■ **How to complete this task**: The lines to return are those below that contain the word "Some".

■ **Source data**:

_____

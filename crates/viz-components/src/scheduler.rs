//! `requestAnimationFrame` frame scheduler

use crate::ChartHost;
use viz_core::ChartId;
use viz_state::{run_frame, FrameOutcome, FrameScheduler};
use wasm_bindgen::{closure::Closure, JsCast};

/// Frames per animation step
const FRAME_STEP: f64 = 1.0;

#[derive(Clone, Copy)]
pub struct RafScheduler {
    host: ChartHost,
}

impl RafScheduler {
    pub fn new(host: ChartHost) -> Self {
        Self { host }
    }
}

impl FrameScheduler for RafScheduler {
    fn request_frame(&mut self, id: ChartId, revision: u64) {
        let host = self.host;
        let callback = Closure::once_into_js(move || {
            let mut scheduler = RafScheduler::new(host);
            let outcome = host.redraw(id, |registry| {
                run_frame(registry, id, revision, FRAME_STEP, &mut scheduler)
            });
            if let Some(FrameOutcome::Finished) = outcome {
                tracing::debug!(chart = %id, "gauge settled");
            }
        });

        let Some(window) = web_sys::window() else {
            tracing::warn!("no window, animation frame dropped");
            return;
        };
        if let Err(e) = window.request_animation_frame(callback.unchecked_ref()) {
            tracing::warn!("requestAnimationFrame failed: {:?}", e);
        }
    }
}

_____

■ **Solution to the exercise**:
            if let Some(FrameOutcome::Finished) = outcome {
        let Some(window) = web_sys::window() else {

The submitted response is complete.